Issue 1. — Net Loss Deduction.
In his tax return for 1931 petitioner deducted $214,601.31 as a “net loss” brought forward from 1930. Upon audit of the return, respondent allowed $84,663.11 of the amount so claimed, and disallowed the balance of $129,938.20. Of the amount disallowed by the respondent, the principal item of $72,380 represents the admitted cost to the petitioner of stock in the Liquid Dehydration Corporation, which became worthless in 1930.
In addition to the above mentioned item involved in the net loss issue, respondent in his amended answer affirmatively alleges that in computing the amount of $84,663.11 allowed as the 1930 net loss deductible from 1931 income, he erroneously included $63,260 claimed by petitioner in his 1930 return as a bad debt arising .from loans made to the Liquid Dehydration Corporation; that said amount of $63,260 was erroneously allowed as a part of the net loss for the reason that said item was not connected with the operation of a trade or business regularly carried on by'the taxpayer, but related to transactions pertaining to the investments of the taxpayer. Respondent makes claim for increased deficiency accordingly.
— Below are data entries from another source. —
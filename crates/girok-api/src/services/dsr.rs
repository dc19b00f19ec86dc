//! DSR service
//!
//! The request state machine, deadline bookkeeping, escalation sweep,
//! daily summary, and the append-only audit log. Every state-changing
//! operation writes the row, a log entry, and exactly one outbox event
//! in one transaction.

use chrono::{DateTime, Utc};
use girok_core::cache::{Cache, CacheKeys, CacheTtl};
use girok_core::entities::dsr::{
    DsrPriority, DsrRequest, DsrResponseType, DsrScope, DsrStatus, DsrType, LegalBasis,
};
use girok_core::events::{AggregateType, DsrDeadlinePayload, EventType, DSR_DAILY_SUMMARY_TOPIC};
use girok_db::entities::dsr_request_log;
use girok_db::repositories::{DsrFilter, DsrRepository, DsrStatistics, NewOutboxEvent, OutboxRepository};
use sea_orm::{DatabaseConnection, TransactionTrait};
use serde_json::json;
use std::sync::Arc;
use tracing::{debug, info};
use uuid::Uuid;

use crate::middleware::error_handler::{ApiError, ApiResult};

/// Operator processing actions on a request
#[derive(Debug, Clone, Copy, PartialEq, Eq, serde::Deserialize)]
#[serde(rename_all = "SCREAMING_SNAKE_CASE")]
pub enum ProcessAction {
    /// VERIFIED -> IN_PROGRESS
    Start,
    /// IN_PROGRESS -> AWAITING_INFO
    AwaitInfo,
    /// AWAITING_INFO -> IN_PROGRESS
    Resume,
    /// IN_PROGRESS -> COMPLETED
    Complete,
    /// -> REJECTED
    Reject,
}

/// Context recorded in the audit log for an operation
#[derive(Debug, Clone, Default)]
pub struct OperationContext {
    pub operator_id: Option<Uuid>,
    pub ip_address: Option<String>,
}

/// Counts from one escalation sweep run
#[derive(Debug, Default, Clone, Copy)]
pub struct EscalationSweepOutcome {
    pub escalated: u64,
}

/// DSR service
#[derive(Clone)]
pub struct DsrService {
    db: Arc<DatabaseConnection>,
    requests: DsrRepository,
    outbox: OutboxRepository,
    cache: Cache,
}

impl DsrService {
    pub fn new(
        db: Arc<DatabaseConnection>,
        requests: DsrRepository,
        outbox: OutboxRepository,
        cache: Cache,
    ) -> Self {
        Self {
            db,
            requests,
            outbox,
            cache,
        }
    }

    /// Submit a request; the deadline derives from the legal basis
    pub async fn submit(
        &self,
        account_id: Uuid,
        request_type: DsrType,
        legal_basis: LegalBasis,
        scope: DsrScope,
        priority: DsrPriority,
        ctx: &OperationContext,
    ) -> ApiResult<DsrRequest> {
        let request = DsrRequest::submit(account_id, request_type, legal_basis, scope, priority);

        let txn = self.db.begin().await.map_err(girok_db::DbError::from)?;
        let request = self.requests.insert(&txn, request).await?;
        self.requests
            .append_log(
                &txn,
                request.id,
                "SUBMIT",
                ctx.operator_id,
                json!({
                    "requestType": request.request_type,
                    "legalBasis": request.legal_basis,
                    "deadline": request.deadline,
                }),
                ctx.ip_address.clone(),
            )
            .await?;
        self.outbox
            .append(
                &txn,
                NewOutboxEvent::new(
                    AggregateType::DsrRequest,
                    request.id,
                    EventType::DsrSubmitted,
                    json!({
                        "requestId": request.id,
                        "accountId": account_id,
                        "requestType": request.request_type,
                        "deadline": request.deadline,
                    }),
                ),
            )
            .await?;
        txn.commit().await.map_err(girok_db::DbError::from)?;

        info!(request_id = %request.id, "DSR submitted");
        Ok(request)
    }

    /// One request, read through the cache
    pub async fn get(&self, id: Uuid) -> ApiResult<DsrRequest> {
        let key = CacheKeys::dsr_id(&id);
        let requests = self.requests.clone();

        let request: Option<DsrRequest> = self
            .cache
            .get_or_compute(&key, CacheTtl::USER_DATA, || async move {
                requests
                    .find_by_id(id)
                    .await
                    .map_err(|e| girok_core::CoreError::internal(e.to_string()))
            })
            .await?;

        request.ok_or_else(|| ApiError::NotFound("DSR request".to_string()))
    }

    pub async fn list(&self, filter: &DsrFilter) -> ApiResult<(Vec<DsrRequest>, u64)> {
        Ok(self.requests.list(filter).await?)
    }

    pub async fn logs(&self, id: Uuid) -> ApiResult<Vec<dsr_request_log::Model>> {
        // 404 for logs of a request that does not exist
        self.get(id).await?;
        Ok(self.requests.logs_for(id).await?)
    }

    /// PENDING -> VERIFIED
    pub async fn verify(&self, id: Uuid, ctx: &OperationContext) -> ApiResult<DsrRequest> {
        self.apply_transition(id, DsrStatus::Verified, "VERIFY", json!({}), ctx)
            .await
    }

    /// Operator processing step
    pub async fn process(
        &self,
        id: Uuid,
        action: ProcessAction,
        response_type: Option<DsrResponseType>,
        response_body: Option<String>,
        note: Option<String>,
        ctx: &OperationContext,
    ) -> ApiResult<DsrRequest> {
        let (target, action_name) = match action {
            ProcessAction::Start => (DsrStatus::InProgress, "START"),
            ProcessAction::AwaitInfo => (DsrStatus::AwaitingInfo, "AWAIT_INFO"),
            ProcessAction::Resume => (DsrStatus::InProgress, "RESUME"),
            ProcessAction::Complete => (DsrStatus::Completed, "COMPLETE"),
            ProcessAction::Reject => (DsrStatus::Rejected, "REJECT"),
        };

        let mut request = self.load_for_update(id).await?;
        request.transition(target)?;
        request.processed_by = ctx.operator_id.or(request.processed_by);
        if action == ProcessAction::Complete {
            request.response_type = response_type;
            request.response_body = response_body.clone();
        }
        if note.is_some() {
            request.response_note = note.clone();
        }

        self.persist_transition(
            request,
            action_name,
            json!({
                "status": target,
                "note": note,
            }),
            ctx,
        )
        .await
    }

    /// Subject-side cancellation (DELETE /dsr-requests/:id)
    pub async fn cancel(&self, id: Uuid, ctx: &OperationContext) -> ApiResult<DsrRequest> {
        self.apply_transition(id, DsrStatus::Cancelled, "CANCEL", json!({}), ctx)
            .await
    }

    /// One regulator-permitted deadline extension, reason required
    pub async fn extend_deadline(
        &self,
        id: Uuid,
        new_deadline: DateTime<Utc>,
        reason: String,
        ctx: &OperationContext,
    ) -> ApiResult<DsrRequest> {
        if reason.trim().is_empty() {
            return Err(ApiError::InvalidInput(
                "an extension requires a reason".to_string(),
            ));
        }

        let mut request = self.load_for_update(id).await?;
        request.ensure_extendable(new_deadline)?;
        request.extended_deadline = Some(new_deadline);
        request.extension_reason = Some(reason.clone());

        let txn = self.db.begin().await.map_err(girok_db::DbError::from)?;
        let request = self.requests.update(&txn, request).await?;
        self.requests
            .append_log(
                &txn,
                request.id,
                "EXTEND_DEADLINE",
                ctx.operator_id,
                json!({ "newDeadline": new_deadline, "reason": reason }),
                ctx.ip_address.clone(),
            )
            .await?;
        self.outbox
            .append(
                &txn,
                NewOutboxEvent::new(
                    AggregateType::DsrRequest,
                    request.id,
                    EventType::DsrDeadlineExtended,
                    json!({
                        "requestId": request.id,
                        "newDeadline": new_deadline,
                        "reason": reason,
                    }),
                ),
            )
            .await?;
        txn.commit().await.map_err(girok_db::DbError::from)?;

        self.invalidate_cached(request.id).await;
        Ok(request)
    }

    /// Assign the request to an operator
    pub async fn assign(
        &self,
        id: Uuid,
        assignee: Uuid,
        ctx: &OperationContext,
    ) -> ApiResult<DsrRequest> {
        let mut request = self.load_for_update(id).await?;
        if request.status.is_terminal() {
            return Err(ApiError::Precondition(
                "closed requests cannot be assigned".to_string(),
            ));
        }
        request.assigned_to = Some(assignee);

        let txn = self.db.begin().await.map_err(girok_db::DbError::from)?;
        let request = self.requests.update(&txn, request).await?;
        self.requests
            .append_log(
                &txn,
                request.id,
                "ASSIGN",
                ctx.operator_id,
                json!({ "assignee": assignee }),
                ctx.ip_address.clone(),
            )
            .await?;
        self.outbox
            .append(
                &txn,
                NewOutboxEvent::new(
                    AggregateType::DsrRequest,
                    request.id,
                    EventType::DsrAssigned,
                    json!({ "requestId": request.id, "assignee": assignee }),
                ),
            )
            .await?;
        txn.commit().await.map_err(girok_db::DbError::from)?;

        self.invalidate_cached(request.id).await;
        Ok(request)
    }

    pub async fn statistics(&self) -> ApiResult<DsrStatistics> {
        Ok(self.requests.statistics(Utc::now()).await?)
    }

    pub async fn overdue(&self) -> ApiResult<Vec<DsrRequest>> {
        Ok(self.requests.overdue(Utc::now()).await?)
    }

    /// Hourly escalation sweep
    ///
    /// Applies the remaining-time tier to every open request. Levels
    /// are monotonic; each raise writes the level, `escalated_at`, and
    /// its deadline event in one transaction per row.
    pub async fn escalation_sweep(&self, now: DateTime<Utc>) -> ApiResult<EscalationSweepOutcome> {
        let open = self.requests.open_requests().await?;
        let mut outcome = EscalationSweepOutcome::default();

        for mut request in open {
            let level = request.escalation_for(now);
            if level <= request.escalation_level {
                continue;
            }
            let Some(event_type) = level.event_type() else {
                continue;
            };

            request.escalation_level = level;
            request.escalated_at = Some(now);

            let payload = DsrDeadlinePayload {
                request_id: request.id,
                account_id: request.account_id,
                escalation_level: level.as_str().to_string(),
                effective_deadline: request.effective_deadline(),
                remaining_hours: (request.effective_deadline() - now).num_hours(),
            };

            let txn = self.db.begin().await.map_err(girok_db::DbError::from)?;
            let request = self.requests.update(&txn, request).await?;
            self.outbox
                .append(
                    &txn,
                    NewOutboxEvent::new(
                        AggregateType::DsrRequest,
                        request.id,
                        event_type,
                        serde_json::to_value(&payload)
                            .map_err(|e| ApiError::Internal(e.to_string()))?,
                    ),
                )
                .await?;
            txn.commit().await.map_err(girok_db::DbError::from)?;

            self.invalidate_cached(request.id).await;
            outcome.escalated += 1;
        }

        if outcome.escalated > 0 {
            info!(escalated = outcome.escalated, "DSR escalation sweep raised levels");
        }
        Ok(outcome)
    }

    /// Daily 08:00 UTC summary; observational, emitted via the outbox
    /// under a nil aggregate ID
    pub async fn daily_summary(&self, now: DateTime<Utc>) -> ApiResult<DsrStatistics> {
        let stats = self.requests.statistics(now).await?;

        let txn = self.db.begin().await.map_err(girok_db::DbError::from)?;
        self.outbox
            .append(
                &txn,
                NewOutboxEvent::custom(
                    AggregateType::DsrRequest,
                    Uuid::nil(),
                    DSR_DAILY_SUMMARY_TOPIC,
                    json!({
                        "date": now.format("%Y-%m-%d").to_string(),
                        "pending": stats.pending,
                        "inProgress": stats.in_progress,
                        "approachingDeadline": stats.approaching_deadline,
                        "overdue": stats.overdue,
                    }),
                ),
            )
            .await?;
        txn.commit().await.map_err(girok_db::DbError::from)?;

        info!(
            pending = stats.pending,
            in_progress = stats.in_progress,
            approaching = stats.approaching_deadline,
            overdue = stats.overdue,
            "DSR daily summary emitted"
        );
        Ok(stats)
    }

    // Internal helpers

    async fn load_for_update(&self, id: Uuid) -> ApiResult<DsrRequest> {
        self.requests
            .find_by_id(id)
            .await?
            .ok_or_else(|| ApiError::NotFound("DSR request".to_string()))
    }

    async fn apply_transition(
        &self,
        id: Uuid,
        target: DsrStatus,
        action: &str,
        details: serde_json::Value,
        ctx: &OperationContext,
    ) -> ApiResult<DsrRequest> {
        let mut request = self.load_for_update(id).await?;
        request.transition(target)?;
        self.persist_transition(request, action, details, ctx).await
    }

    /// Write the row, the audit-log entry, and one `DSR_STATUS_CHANGED`
    /// event in a single transaction
    async fn persist_transition(
        &self,
        request: DsrRequest,
        action: &str,
        mut details: serde_json::Value,
        ctx: &OperationContext,
    ) -> ApiResult<DsrRequest> {
        if let Some(object) = details.as_object_mut() {
            object.insert("action".to_string(), json!(action));
        }

        let txn = self.db.begin().await.map_err(girok_db::DbError::from)?;
        let request = self.requests.update(&txn, request).await?;
        self.requests
            .append_log(
                &txn,
                request.id,
                action,
                ctx.operator_id,
                details,
                ctx.ip_address.clone(),
            )
            .await?;
        self.outbox
            .append(
                &txn,
                NewOutboxEvent::new(
                    AggregateType::DsrRequest,
                    request.id,
                    EventType::DsrStatusChanged,
                    json!({
                        "requestId": request.id,
                        "status": request.status,
                        "action": action,
                    }),
                ),
            )
            .await?;
        txn.commit().await.map_err(girok_db::DbError::from)?;

        self.invalidate_cached(request.id).await;
        info!(request_id = %request.id, status = request.status.as_str(), "DSR transition");
        Ok(request)
    }

    async fn invalidate_cached(&self, id: Uuid) {
        if let Err(e) = self.cache.delete(&CacheKeys::dsr_id(&id)).await {
            debug!(error = %e, "DSR cache invalidation failed");
        }
    }
}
Also for the same reasons just stated,' respondent disallowed the $72,380 representing cost of the stock owned by the petitioner in the Liquid Dehydration Corporation.
*948The specific question for decision here is whether, within the meaning of the taxing statute, petitioner sustained in 1930 a net loss consisting of the cost of the stock of the Liquid Dehydration Corporation in the amount of $72,380, which became worthless in that year, and the petitioner’s loans to' the corporation in the amount of $63,260, which likewise became worthless in said year.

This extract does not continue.